Residential still reigns supreme for investors

Cairn sold 342 apartments at Griffith Wood in Dublin 9 to Greystar for €176.5 million. Picture: Ben Ryan Photography
Tina-Marie O’Neill

Property agent Hooke & MacDonald’s latest half-year investment report on residential investment in the Greater Dublin Area shows that the multi-family/private rented sector, or PRS, has been the most active investment asset class in Ireland for the past three years.

The report, a comprehensive analysis and review of all aspects of the multi- family investment sector, also contains projections for the year ahead including more investment interest in the commuter counties surrounding Dublin as well as a positive increase in regional city demand (in Cork, Galway and Limerick), and from new capital sources. They did note, however, that regional rental stock is at chronically low levels.

In the past five years, the multi-family/PRS sector has attracted more than €7 billion from Irish and international funders and investors, and is facilitating the construction of in excess of 12,000 new homes which, when fully completed, will house more than 25,000 people.

Some of the key findings of the report show that the ‘living sector’, which includes multi-family properties as well as logistics and life sciences, continues to attract funding and increased allocations of funding from international capital markets.

Ken MacDonald, Hooke & MacDonald’s managing director, said: “With the right conditions, housing supply in Ireland has the potential to benefit from these capital trends as the Irish multi-family investment market continues to mature, underpinned by a rising population, strong economic rationale, low vacancy rates, positive portfolio performances over the last two years, and a strong need for new homes.”

The report cited 4,670 multi-family properties as selling in Dublin last year across 36 main transactions of over €2 billion. The majority, some 87 per cent of them, were new-build properties.
The largest sale was the Ardstone transaction which involved multiple developments in the GDA and a reported €450 million for about 900 new- build properties.

The largest transaction in a single location was the first major Irish residential forward-funded sale of 435 apartments at 8th Lock, Royal Canal Park, Dublin 15 for €200 million, which is being developed by Ballymore Group and forward-funded by Union Investment. Ballymore was advised by Hooke & MacDonald on the transaction.

Cairn was another big hitter, with sales revenues of €240.5 million in two significant transactions, selling 342 apartments at Griffith Wood in Dublin 9 to Greystar for €176.5 million and a further 107 apartments at Rostrevor Place in Rathgar, Dublin 6 to Hines European Core Fund for over €63.55 million.

Park Developments also completed a large forward sale in the year, achieving €127 million for the sale of 297 apartments at East Village, Clay Farm in Dublin 18.

Some 64 per cent, or 3,971 properties completed in Dublin in 2021 were apartments, an 84 per cent increase on the previous year; however that represents only a fifth of the demand in the capital.

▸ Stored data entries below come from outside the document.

//! Stream plumbing: getting bytes into the shape an extractor backend wants.

use std::fs;
use std::io::{self, Read, Seek, SeekFrom};

use camino::{Utf8Path, Utf8PathBuf};

/// The bytes of one archive, either already on disk or as an arbitrary
/// stream (a download in progress, a nested archive member).
pub enum ArchiveSource {
    /// An archive file on disk.
    File(Utf8PathBuf),
    /// An opaque byte stream.
    Stream(Box<dyn Read + Send>),
}

impl ArchiveSource {
    /// Wraps an in-memory buffer.
    pub fn from_bytes(bytes: Vec<u8>) -> Self {
        ArchiveSource::Stream(Box::new(io::Cursor::new(bytes)))
    }

    /// A plain reader over the source.
    pub(crate) fn into_reader(self) -> io::Result<Box<dyn Read + Send>> {
        match self {
            ArchiveSource::File(path) => Ok(Box::new(fs::File::open(path)?)),
            ArchiveSource::Stream(stream) => Ok(stream),
        }
    }
}

/// Exposes the source as something seekable. Streams are spooled into an
/// anonymous temporary file first; the file vanishes when the handle drops.
pub(crate) fn ensure_seekable(source: ArchiveSource) -> io::Result<fs::File> {
    match source {
        ArchiveSource::File(path) => fs::File::open(path),
        ArchiveSource::Stream(mut stream) => {
            let mut spool = tempfile::tempfile()?;
            io::copy(&mut stream, &mut spool)?;
            spool.seek(SeekFrom::Start(0))?;
            Ok(spool)
        }
    }
}

/// A source pinned to a filesystem path, for backends that only take paths.
/// Any spool file lives exactly as long as this handle.
pub(crate) struct FileSource {
    path: Utf8PathBuf,
    _spool: Option<tempfile::NamedTempFile>,
}

impl FileSource {
    pub(crate) fn path(&self) -> &Utf8Path {
        &self.path
    }
}

/// Exposes the source as a filesystem path, spooling streams to a named
/// temporary file.
pub(crate) fn ensure_file(source: ArchiveSource) -> io::Result<FileSource> {
    match source {
        ArchiveSource::File(path) => Ok(FileSource { path, _spool: None }),
        ArchiveSource::Stream(mut stream) => {
            let mut spool = tempfile::NamedTempFile::new()?;
            io::copy(&mut stream, spool.as_file_mut())?;
            let path = Utf8PathBuf::from_path_buf(spool.path().to_path_buf()).map_err(|path| {
                io::Error::new(
                    io::ErrorKind::InvalidData,
                    format!("temporary file path is not UTF-8: {}", path.display()),
                )
            })?;
            Ok(FileSource {
                path,
                _spool: Some(spool),
            })
        }
    }
}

The agent also highlighted a disconnect between local council aspirations for development, national policy and market realities which could put the future of the apartment construction and rental sectors at risk by way of proposed changes in the draft development plans for Dublin City Council and Dún Laoghaire Rathdown Council, for example.

Given expected and significant growth in the country’s population since the last census, the agent called for a review of the low National Planning Framework (NPF) housing completion projections in light of much higher current and future needs.

The report also examined purchasing trends and the exodus of smaller landlords from the market; pricing; prime yield performance, which is stable for new apartment builds and low/contracting for city centre, south Dublin suburbs and both inside and outside the M50 and the commuter belt.

It also looks at challenges to the multi-family sector, including the impact of the global pandemic, the effect of greater economic forces, housing strategy and framework issues, planning system problems and what is involved in meeting Ireland’s housing needs through the government’s Housing For All plan.

The report said: “The planning system is not fit for purpose and the out-of- control objector free-for-all, and now commonplace judicial reviews, in relation to new residential developments is grossly unfair to those in need of housing – bizarrely it’s not just well-housed members of the public that are objecting to new schemes but it’s also disingenuous politicians who are doing so, putting populism before principle.”

Also worth a read is the forensic examination and assessment by Downey Planning of the changes to the Strategic Housing Development (SHD), the new Large Scale Residential Development (LRD) process and other key changes to planning policy and legislation.

Hooke & MacDonald agents noted that the Dublin suburbs have seen much of the investment activity for new-build stock over the last four years and this is expected to continue.

“Opportunities in the wider Dublin area including Wicklow, Kildare and Meath are going to become more prevalent – in most cases this is the only way apartment developments are viable as Build-to-Sell pricing does not support funding or construction. Forward sales/purchases will remain the most prevalent form of investment for new projects,” the report said.

“Just over 20,000 new homes were built in Ireland in 2021. With a continued strong performance by homebuilders this could rise to over 26,000 in 2022 and to over 31,000 in 2023. However, this is very much dependent on the government dealing with funding and viability issues for apartment delivery and taking urgent legislative action to deal with planning objectors and judicial reviews which are holding up and putting at risk thousands of new homes for the sale and rental markets.